As in all professions, yoga teachers can suffer from burn out. While it seems unlikely that teaching yoga, a practice that leads to serenity and peace of both body and mind, can cause burnout, it’s more common than you think. We put a lot of thought and work into classes. We think of music, we think of sequences, we think of methodology, mythology, psychology, and physiology. It takes a lot of effort that we are grateful to exert, but it does come at a price. For me, burnout manifests as self-doubt and I had it in spades at the end of the first day. Burnout on the first day?!?!? Enter lesson #1 – STAY IN THE MOMENT. I was burned out and doubting myself like crazy at the end of the first day and felt like I couldn’t continue. How could I do 6 more classes like that? The answer is: one breath at a time. Getting all worried and stressed about the coming days wasn’t helping me relax, have faith, and allow the universe to guide me. Breathe Deep, Dive Deep, and let The Divine Light take control.

The 2nd day of my marathon found me teaching in the big room mentioned in this post.

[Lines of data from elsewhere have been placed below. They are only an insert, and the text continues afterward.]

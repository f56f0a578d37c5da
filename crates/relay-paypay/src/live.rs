//! # Live PayPay Gateway
//!
//! Signed calls to the PayPay Open Payment API.
//! This is the gateway used whenever mock mode is off.

use crate::config::PayPayConfig;
use crate::signing::{HttpMethod, RequestSigner};
use async_trait::async_trait;
use relay_core::{
    require_payment_id, CreatePaymentRequest, PaymentCreated, PaymentGateway,
    PaymentStatusReport, RelayError, RelayResult, CURRENCY,
};
use reqwest::{Client, StatusCode};
use serde::{Deserialize, Serialize};
use serde_json::Value;
use std::time::Duration;
use tracing::{debug, error, info, instrument};

/// Resource path for issuing payment codes
pub const CODES_PATH: &str = "/v2/codes";

/// Resource path for one payment's details
pub fn payment_path(merchant_payment_id: &str) -> String {
    format!("/v2/payments/{}", merchant_payment_id)
}

/// PayPay gateway backed by signed HTTPS calls
pub struct LiveGateway {
    config: PayPayConfig,
    signer: RequestSigner,
    client: Client,
}

impl LiveGateway {
    /// Create a gateway that signs with the wall clock and a CSPRNG
    pub fn new(config: PayPayConfig) -> RelayResult<Self> {
        let signer = RequestSigner::new(config.credentials.clone());
        Self::with_signer(config, signer)
    }

    /// Create a gateway with a caller-supplied signer
    pub fn with_signer(config: PayPayConfig, signer: RequestSigner) -> RelayResult<Self> {
        // Timeouts are set per request
        let client = Client::builder().build().map_err(|e| {
            RelayError::Configuration(format!("Failed to create HTTP client: {}", e))
        })?;

        Ok(Self {
            config,
            signer,
            client,
        })
    }

    /// Build the code-creation payload PayPay expects
    fn build_code_payload<'a>(
        &'a self,
        request: &'a CreatePaymentRequest,
        requested_at: i64,
    ) -> CreateCodePayload<'a> {
        CreateCodePayload {
            merchant_payment_id: &request.merchant_payment_id,
            amount: MoneyAmount {
                amount: request.amount,
                currency: CURRENCY,
            },
            code_type: "ORDER_QR",
            order_description: &request.description,
            is_authorization: false,
            redirect_url: &self.config.redirect_url,
            redirect_type: "APP_DEEPLINK",
            requested_at,
        }
    }

    /// Sign and send one request, returning status and raw body
    async fn send_signed(
        &self,
        method: HttpMethod,
        resource_path: &str,
        body: Vec<u8>,
        timeout: Duration,
    ) -> RelayResult<(StatusCode, String)> {
        let headers = self.signer.build_auth_headers(method, resource_path, &body);
        let url = format!("{}{}", self.config.api_base_url, resource_path);

        let mut builder = self.client.request(method.into(), &url).timeout(timeout);
        for (name, value) in headers.iter() {
            builder = builder.header(name, value);
        }
        if method == HttpMethod::Post {
            builder = builder.body(body);
        }

        let response = builder.send().await.map_err(|e| {
            if e.is_timeout() {
                RelayError::unreachable(format!(
                    "PayPay did not answer within {}s",
                    timeout.as_secs()
                ))
            } else {
                RelayError::unreachable(format!("PayPay unreachable: {}", e))
            }
        })?;

        let status = response.status();
        let body = response
            .text()
            .await
            .map_err(|e| RelayError::unreachable(e.to_string()))?;

        Ok((status, body))
    }
}

#[async_trait]
impl PaymentGateway for LiveGateway {
    #[instrument(skip(self, request), fields(merchant_payment_id = %request.merchant_payment_id))]
    async fn create_payment(&self, request: &CreatePaymentRequest) -> RelayResult<PaymentCreated> {
        let payload = self.build_code_payload(request, self.signer.unix_now());
        let body = serde_json::to_vec(&payload)
            .map_err(|e| RelayError::Serialization(format!("Failed to encode payload: {}", e)))?;

        debug!("Creating PayPay code: amount={} {}", request.amount, CURRENCY);

        let (status, body) = self
            .send_signed(HttpMethod::Post, CODES_PATH, body, self.config.create_timeout)
            .await?;

        if !status.is_success() {
            error!("PayPay API error: status={}, body={}", status, body);
            return Err(provider_error(status, &body));
        }

        let created = PaymentCreated::from_provider_body(parse_body(&body)?);

        info!(
            "Created PayPay code: deeplink={}",
            created.deeplink.as_deref().unwrap_or("<none>")
        );

        Ok(created)
    }

    #[instrument(skip(self))]
    async fn payment_status(&self, merchant_payment_id: &str) -> RelayResult<PaymentStatusReport> {
        let merchant_payment_id = require_payment_id(merchant_payment_id)?;
        let (status, body) = self
            .send_signed(
                HttpMethod::Get,
                &payment_path(merchant_payment_id),
                Vec::new(),
                self.config.status_timeout,
            )
            .await?;

        if status == StatusCode::NOT_FOUND {
            info!("PayPay has no payment {}", merchant_payment_id);
            return Err(RelayError::NotFound {
                merchant_payment_id: merchant_payment_id.to_string(),
            });
        }

        if !status.is_success() {
            error!("PayPay API error: status={}, body={}", status, body);
            return Err(provider_error(status, &body));
        }

        let report = PaymentStatusReport::new(parse_body(&body)?);

        debug!(
            "PayPay payment status: {}",
            report.state().map(|s| s.to_string()).unwrap_or_default()
        );

        Ok(report)
    }

    fn gateway_name(&self) -> &'static str {
        "paypay"
    }
}

fn parse_body(body: &str) -> RelayResult<Value> {
    serde_json::from_str(body).map_err(|e| {
        RelayError::Serialization(format!("Failed to parse PayPay response: {}", e))
    })
}

/// Map a non-success PayPay response to an upstream error
fn provider_error(status: StatusCode, body: &str) -> RelayError {
    let payload = serde_json::from_str::<Value>(body).ok();

    let message = payload
        .clone()
        .and_then(|p| serde_json::from_value::<PayPayErrorResponse>(p).ok())
        .map(|e| match e.result_info.message {
            Some(message) => format!("{}: {}", e.result_info.code, message),
            None => e.result_info.code,
        })
        .unwrap_or_else(|| format!("HTTP {}", status));

    RelayError::Upstream {
        status: Some(status.as_u16()),
        message,
        payload,
    }
}

// =============================================================================
// PayPay API Types
// =============================================================================

#[derive(Debug, Serialize)]
#[serde(rename_all = "camelCase")]
struct CreateCodePayload<'a> {
    merchant_payment_id: &'a str,
    amount: MoneyAmount,
    code_type: &'static str,
    order_description: &'a str,
    is_authorization: bool,
    redirect_url: &'a str,
    redirect_type: &'static str,
    requested_at: i64,
}

#[derive(Debug, Serialize)]
struct MoneyAmount {
    amount: u64,
    currency: &'static str,
}

#[derive(Debug, Deserialize)]
#[serde(rename_all = "camelCase")]
struct PayPayErrorResponse {
    result_info: ResultInfo,
}

#[derive(Debug, Deserialize)]
struct ResultInfo {
    code: String,
    #[serde(default)]
    message: Option<String>,
}
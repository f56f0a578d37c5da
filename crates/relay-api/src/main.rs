//! # PayPay Relay
//!
//! Backend that signs PayPay API calls on behalf of the mobile app.
//!
//! ## Usage
//!
//! ```bash
//! # Set environment variables
//! export PAYPAY_API_KEY=...
//! export PAYPAY_API_SECRET=...
//! export PAYPAY_MERCHANT_ID=...
//! export PAYPAY_ENVIRONMENT=sandbox
//!
//! # Or skip PayPay entirely
//! export MOCK_MODE=true
//!
//! # Run the server
//! paypay-relay
//! ```

use relay_api::{routes, AppConfig, AppState};
use tracing::{info, Level};
use tracing_subscriber::{fmt, prelude::*, EnvFilter};

#[tokio::main]
async fn main() -> anyhow::Result<()> {
    let config = AppConfig::from_env();

    // Initialize logging
    let filter = EnvFilter::builder()
        .with_default_directive(Level::INFO.into())
        .from_env_lossy();
    if config.json_logs {
        tracing_subscriber::registry()
            .with(fmt::layer().json())
            .with(filter)
            .init();
    } else {
        tracing_subscriber::registry()
            .with(fmt::layer())
            .with(filter)
            .init();
    }

    // Credentials are checked here; a missing one stops the process
    let state = AppState::from_config(config)?;

    let addr = state.config.socket_addr()?;

    info!("Environment: {}", state.environment);
    info!("Payment gateway: {}", state.gateway.gateway_name());

    let app = routes::create_router(state);

    info!("PayPay relay starting on http://{}", addr);
    info!("Create payment: POST http://{}/create-payment", addr);
    info!("Payment status: GET http://{}/payment-status/{{merchantPaymentId}}", addr);

    let listener = tokio::net::TcpListener::bind(addr).await?;
    axum::serve(listener, app).await?;

    Ok(())
}
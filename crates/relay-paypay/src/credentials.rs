//! Credential triple for PayPay API authentication.

use relay_core::{RelayError, RelayResult};
use secrecy::{ExposeSecret, SecretString};

/// API key, secret and merchant id, fixed for the process lifetime.
#[derive(Clone)]
pub struct Credentials {
    api_key: String,
    api_secret: SecretString,
    merchant_id: String,
}

impl Credentials {
    /// Create credentials, rejecting any blank part.
    pub fn new(
        api_key: impl Into<String>,
        api_secret: impl Into<String>,
        merchant_id: impl Into<String>,
    ) -> RelayResult<Self> {
        let api_key = api_key.into();
        let api_secret = api_secret.into();
        let merchant_id = merchant_id.into();

        for (name, value) in [
            ("API key", &api_key),
            ("API secret", &api_secret),
            ("merchant id", &merchant_id),
        ] {
            if value.trim().is_empty() {
                return Err(RelayError::Configuration(format!("PayPay {name} is empty")));
            }
        }

        Ok(Self {
            api_key,
            api_secret: SecretString::from(api_secret),
            merchant_id,
        })
    }

    /// The public key id sent in the Authorization header.
    pub fn api_key(&self) -> &str {
        &self.api_key
    }

    /// Merchant the requests act on behalf of.
    pub fn merchant_id(&self) -> &str {
        &self.merchant_id
    }

    /// Get the API secret for signing.
    ///
    /// This method exposes the secret - use carefully.
    pub fn expose_secret(&self) -> &str {
        self.api_secret.expose_secret()
    }
}

impl std::fmt::Debug for Credentials {
    fn fmt(&self, f: &mut std::fmt::Formatter<'_>) -> std::fmt::Result {
        f.debug_struct("Credentials")
            .field("api_key", &self.api_key)
            .field("api_secret", &"[REDACTED]")
            .field("merchant_id", &self.merchant_id)
            .finish()
    }
}
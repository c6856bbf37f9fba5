//! Arbitrary-precision helpers.
//!
//! The accumulator lives in the ring of integers modulo `2^n`.  This module
//! owns that modulus ([`Ring`]), the next-prime search used both for seeds and
//! for element exponents, and the random limb sampler behind seed creation.

use crate::error::{AccumulatorError, Result};
use num_bigint::{BigUint, RandBigInt};
use num_integer::Integer;
use num_prime::{nt_funcs, PrimalityTestConfig};
use num_traits::One;
use once_cell::sync::Lazy;
use rand::{CryptoRng, Rng};
#[cfg(not(target_arch = "wasm32"))]
use rayon::prelude::*;

/// Bits per random limb.
pub const LIMB_BITS: u64 = 64;

/// The ring `Z / 2^n Z`.
#[derive(Debug, Clone, PartialEq, Eq)]
pub struct Ring {
    bits: u32,
    modulus: BigUint,
}

impl Ring {
    /// Creates the ring of integers modulo `2^bits`.
    pub fn new(bits: u32) -> Self {
        Self {
            bits,
            modulus: BigUint::one() << bits as usize,
        }
    }

    /// Exponent `n` of the modulus.
    #[inline]
    pub fn bits(&self) -> u32 {
        self.bits
    }

    /// The modulus `2^n`.
    #[inline]
    pub fn modulus(&self) -> &BigUint {
        &self.modulus
    }

    /// Maps `value` into `[0, 2^n)`.
    ///
    /// Values already inside the ring are returned untouched.
    pub fn reduce(&self, value: BigUint) -> BigUint {
        if value >= self.modulus {
            value % &self.modulus
        } else {
            value
        }
    }

    /// Returns `true` if `value` already lies inside the ring.
    #[inline]
    pub fn contains(&self, value: &BigUint) -> bool {
        value < &self.modulus
    }
}

/// Upper bound of the small primes used to sieve candidates.
const SIEVE_LIMIT: u64 = 1 << 16;

/// Odd candidates examined per sieve window.
const SIEVE_WINDOW: u64 = 4096;

/// Odd primes below [`SIEVE_LIMIT`].
static SIEVE_PRIMES: Lazy<Vec<u64>> = Lazy::new(|| {
    nt_funcs::primes(SIEVE_LIMIT)
        .into_iter()
        .filter(|&p| p != 2 && p < SIEVE_LIMIT)
        .collect()
});

/// Baillie-PSW: a base-2 strong probable-prime test followed by a strong
/// Lucas test.  No random bases, so repeated searches agree.
fn is_probable_prime(candidate: &BigUint) -> bool {
    nt_funcs::is_prime(candidate, Some(PrimalityTestConfig::bpsw())).probably()
}

/// Smallest prime strictly greater than `value`.
///
/// Values that fit in a machine word are answered deterministically.  Larger
/// values are searched in windows of odd candidates: every candidate with a
/// factor below 2^16 is struck out, and only the survivors reach the
/// Baillie-PSW test.
pub fn next_prime(value: &BigUint) -> Result<BigUint> {
    if value.bits() <= 64 {
        return nt_funcs::next_prime(value, Some(PrimalityTestConfig::bpsw())).ok_or_else(|| {
            AccumulatorError::PrimeSearch(format!("no prime found above {value}"))
        });
    }

    let mut start = value + 1u32;
    if start.is_even() {
        start += 1u32;
    }
    Ok(search_windows(start, SIEVE_WINDOW))
}

/// Walks windows of `window` odd candidates from the odd number `start`
/// (which must exceed [`SIEVE_LIMIT`]) until one holds a prime.
fn search_windows(mut start: BigUint, window: u64) -> BigUint {
    let mut residues: Vec<u64> = SIEVE_PRIMES
        .iter()
        .map(|&p| (&start % p).iter_u64_digits().next().unwrap_or(0))
        .collect();
    loop {
        let survivors = sieve_window(&residues, window);
        if let Some(offset) = first_prime(&start, &survivors) {
            return start + 2 * offset;
        }
        start += 2 * window;
        for (residue, &p) in residues.iter_mut().zip(SIEVE_PRIMES.iter()) {
            *residue = (*residue + 2 * window) % p;
        }
    }
}

/// Offsets `i < window` for which `start + 2i` has no factor in the sieve,
/// given `residues[k] = start mod SIEVE_PRIMES[k]`.
fn sieve_window(residues: &[u64], window: u64) -> Vec<u64> {
    let mut struck = vec![false; window as usize];
    for (&residue, &p) in residues.iter().zip(SIEVE_PRIMES.iter()) {
        // start + 2i = 0 (mod p)  <=>  i = -residue / 2 (mod p)
        let half = (p + 1) / 2;
        let mut i = (p - residue) % p * half % p;
        while i < window {
            struck[i as usize] = true;
            i += p;
        }
    }
    struck
        .iter()
        .enumerate()
        .filter(|&(_, &hit)| !hit)
        .map(|(i, _)| i as u64)
        .collect()
}

/// Lowest surviving offset whose candidate passes the primality test.
#[cfg(not(target_arch = "wasm32"))]
fn first_prime(start: &BigUint, survivors: &[u64]) -> Option<u64> {
    survivors
        .par_iter()
        .copied()
        .find_first(|&offset| is_probable_prime(&(start + 2 * offset)))
}

#[cfg(target_arch = "wasm32")]
fn first_prime(start: &BigUint, survivors: &[u64]) -> Option<u64> {
    survivors
        .iter()
        .copied()
        .find(|&offset| is_probable_prime(&(start + 2 * offset)))
}

/// Draws a uniformly random integer of `limbs` 64-bit limbs.
pub fn random_limbs<R>(rng: &mut R, limbs: u64) -> BigUint
where
    R: Rng + CryptoRng + ?Sized,
{
    rng.gen_biguint(limbs * LIMB_BITS)
}
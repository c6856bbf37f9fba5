//! Error types shared by the engine, configuration loader and CLI.

use thiserror::Error;

/// Errors raised while constructing an engine or folding values.
#[derive(Debug, Error)]
pub enum AccumulatorError {
    #[error("configuration error: {0}")]
    /// Hash algorithm, bit count or another setting is missing or invalid.
    Configuration(String),
    #[error("dependency error: {0}")]
    /// A primitive the configuration asks for was compiled out of this build.
    Dependency(String),
    #[error("invalid accumulator value: {0}")]
    /// An accumulator value is not a non-negative decimal integer.
    InvalidValue(String),
    #[error("prime search failed: {0}")]
    /// The next-prime search produced no candidate.
    PrimeSearch(String),
    #[error("io error: {0}")]
    /// Reading a configuration file failed.
    Io(#[from] std::io::Error),
    #[error("json error: {0}")]
    /// A configuration document could not be decoded.
    Json(#[from] serde_json::Error),
}

/// Convenience alias used throughout the crate.
pub type Result<T> = std::result::Result<T, AccumulatorError>;
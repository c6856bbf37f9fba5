//! Minimal CLI for creating and folding accumulator values.
//!
//! Values are read and printed as decimal strings so they can be piped
//! between invocations or stored by the caller.

use ring_accumulator::{AccumulatorConfig, AccumulatorEngine, AccumulatorValue, ConfigOverrides};
use std::env;
use std::process;

fn fatal(message: &str) -> ! {
    eprintln!("{message}");
    process::exit(1);
}

fn print_help() {
    println!("Usage: accumulator <seed|add|verify|help> [options]");
    println!("  seed");
    println!("  add <value> <element>...");
    println!("  verify <accumulator> <witness> <element>");
    println!("Options:");
    println!("  --hash <name>                     sha256 (default), sha384, sha512, sha3-256, sha3-512, blake2b-256, blake2b-512");
    println!("                                    (sha3-* and blake2b-* need the sha3 / blake2 cargo features)");
    println!("  --bits <n>                        ring size exponent (default 256, at most 512)");
    println!("  --word-width <32|64>              digest word width (default 64)");
    println!("  --exponent <first-word|all-words> exponent rule (default first-word)");
    println!("  --config <file.json>              JSON overrides, applied before the flags above");
}

/// Splits `args` into positionals and an engine built from the option flags.
fn parse_args(args: Vec<String>) -> (Vec<String>, AccumulatorEngine) {
    let mut positionals = Vec::new();
    let mut pairs: Vec<(&'static str, String)> = Vec::new();
    let mut config_path: Option<String> = None;
    let mut iter = args.into_iter();
    while let Some(arg) = iter.next() {
        let key = match arg.as_str() {
            "--hash" => "hash_algorithm",
            "--bits" => "hash_bit_count",
            "--word-width" => "word_width",
            "--exponent" => "exponent_mode",
            "--config" => {
                config_path = Some(
                    iter.next()
                        .unwrap_or_else(|| fatal("--config expects a value")),
                );
                continue;
            }
            other if other.starts_with("--") => fatal(&format!("unknown argument: {other}")),
            _ => {
                positionals.push(arg);
                continue;
            }
        };
        let value = iter
            .next()
            .unwrap_or_else(|| fatal(&format!("{arg} expects a value")));
        pairs.push((key, value));
    }

    let base = match config_path {
        Some(path) => ConfigOverrides::from_json_file(&path)
            .and_then(|file| file.apply(AccumulatorConfig::default()))
            .unwrap_or_else(|err| fatal(&format!("failed to load {path}: {err}"))),
        None => AccumulatorConfig::default(),
    };
    let config = ConfigOverrides::from_pairs(pairs)
        .and_then(|flags| flags.apply(base))
        .unwrap_or_else(|err| fatal(&err.to_string()));
    let engine = AccumulatorEngine::new(config).unwrap_or_else(|err| fatal(&err.to_string()));
    (positionals, engine)
}

fn parse_value(label: &str, input: &str) -> AccumulatorValue {
    input
        .parse()
        .unwrap_or_else(|err| fatal(&format!("{label}: {err}")))
}

fn cmd_seed(args: Vec<String>) {
    let (positionals, engine) = parse_args(args);
    if !positionals.is_empty() {
        fatal("Usage: accumulator seed [options]");
    }
    let seed = engine
        .create_seed()
        .unwrap_or_else(|err| fatal(&err.to_string()));
    println!("{seed}");
}

fn cmd_add(args: Vec<String>) {
    let (positionals, engine) = parse_args(args);
    let (value, elements) = match positionals.split_first() {
        Some((value, elements)) if !elements.is_empty() => (value, elements),
        _ => fatal("Usage: accumulator add <value> <element>... [options]"),
    };
    let current = parse_value("value", value);
    let folded = engine
        .accumulate_all(&current, elements)
        .unwrap_or_else(|err| fatal(&err.to_string()));
    println!("{folded}");
}

fn cmd_verify(args: Vec<String>) {
    let (positionals, engine) = parse_args(args);
    let [accumulator, witness, element] = positionals.as_slice() else {
        fatal("Usage: accumulator verify <accumulator> <witness> <element> [options]");
    };
    let accumulator = parse_value("accumulator", accumulator);
    let witness = parse_value("witness", witness);
    let member = engine
        .verify_membership(&accumulator, &witness, element)
        .unwrap_or_else(|err| fatal(&err.to_string()));
    println!("membership: {member}");
    if !member {
        process::exit(1);
    }
}

fn main() {
    env_logger::init();
    let mut args = env::args().skip(1);
    let command = args.next();
    match command.as_deref() {
        Some("seed") => cmd_seed(args.collect()),
        Some("add") => cmd_add(args.collect()),
        Some("verify") => cmd_verify(args.collect()),
        Some("help") | Some("--help") | Some("-h") => print_help(),
        _ => {
            eprintln!("Usage: accumulator <seed|add|verify|help> ...");
            process::exit(1);
        }
    }
}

I don’t teach in that room very often, but it’s always a good experience when I do. The room is always full with no less than 24 students and the view out of those windows is always beautiful. Everywhere I teach is beautiful, really. I’m so grateful to have such amazing surroundings, but I think you’ll agree that, if you see the same things over and over again, you eventually stop seeing them at all. Enter Lesson #2 – OPEN YOUR EYES. In a room that big and with all those mirrors, there comes a time when you will inevitably end up teaching while doing on your own mat. It just happens (at least to me.) I have my mat in the front of the room so folks can see me and, at one such time during the class, I looked into the mirror and saw 4 deer in the field behind us. I mentioned it to the class and, as if on cue, all 4 looked up to the glass. I expected them to bolt, but they didn’t. They were there for a full 12 minutes, playing and grazing and doing their own yoga. I would have missed it if I hadn’t been open and aware – and I might not have been open and aware had I not gotten out into a different place. Enter lesson #3 – CHANGE YOUR YOGA STUDIO. I don’t mean go to a different studio forever, but maybe take a class somewhere else once in a while. Maybe do yoga outside. Or, if you’re not eager to leave your current place, maybe put your mat down elsewhere. Pick a different corner. Arrange your mats in a circle. Turn off the lights. Turn on the lights. Something. Anything. Change is good. Want to see the world differently? Change the way you look at it.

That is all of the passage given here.